## Problem
Copy out every record below, word for word.

[Stored records]
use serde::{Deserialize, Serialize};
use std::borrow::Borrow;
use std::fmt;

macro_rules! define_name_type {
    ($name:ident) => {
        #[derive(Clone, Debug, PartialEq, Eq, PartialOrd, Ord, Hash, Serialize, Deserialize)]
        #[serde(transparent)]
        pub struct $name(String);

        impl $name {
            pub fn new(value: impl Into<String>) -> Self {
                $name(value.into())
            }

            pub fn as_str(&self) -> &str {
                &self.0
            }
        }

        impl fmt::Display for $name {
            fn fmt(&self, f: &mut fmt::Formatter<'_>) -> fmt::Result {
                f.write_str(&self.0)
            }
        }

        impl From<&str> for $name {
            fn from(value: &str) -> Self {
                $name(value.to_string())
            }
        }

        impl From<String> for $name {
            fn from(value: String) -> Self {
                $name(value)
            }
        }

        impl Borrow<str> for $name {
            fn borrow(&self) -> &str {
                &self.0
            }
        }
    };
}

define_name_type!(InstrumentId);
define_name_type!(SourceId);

## Expected output
use serde::{Deserialize, Serialize};
use std::borrow::Borrow;
use std::fmt;

macro_rules! define_name_type {
    ($name:ident) => {
        #[derive(Clone, Debug, PartialEq, Eq, PartialOrd, Ord, Hash, Serialize, Deserialize)]
        #[serde(transparent)]
        pub struct $name(String);

        impl $name {
            pub fn new(value: impl Into<String>) -> Self {
                $name(value.into())
            }

            pub fn as_str(&self) -> &str {
                &self.0
            }
        }

        impl fmt::Display for $name {
            fn fmt(&self, f: &mut fmt::Formatter<'_>) -> fmt::Result {
                f.write_str(&self.0)
            }
        }

        impl From<&str> for $name {
            fn from(value: &str) -> Self {
                $name(value.to_string())
            }
        }

        impl From<String> for $name {
            fn from(value: String) -> Self {
                $name(value)
            }
        }

        impl Borrow<str> for $name {
            fn borrow(&self) -> &str {
                &self.0
            }
        }
    };
}

define_name_type!(InstrumentId);
define_name_type!(SourceId);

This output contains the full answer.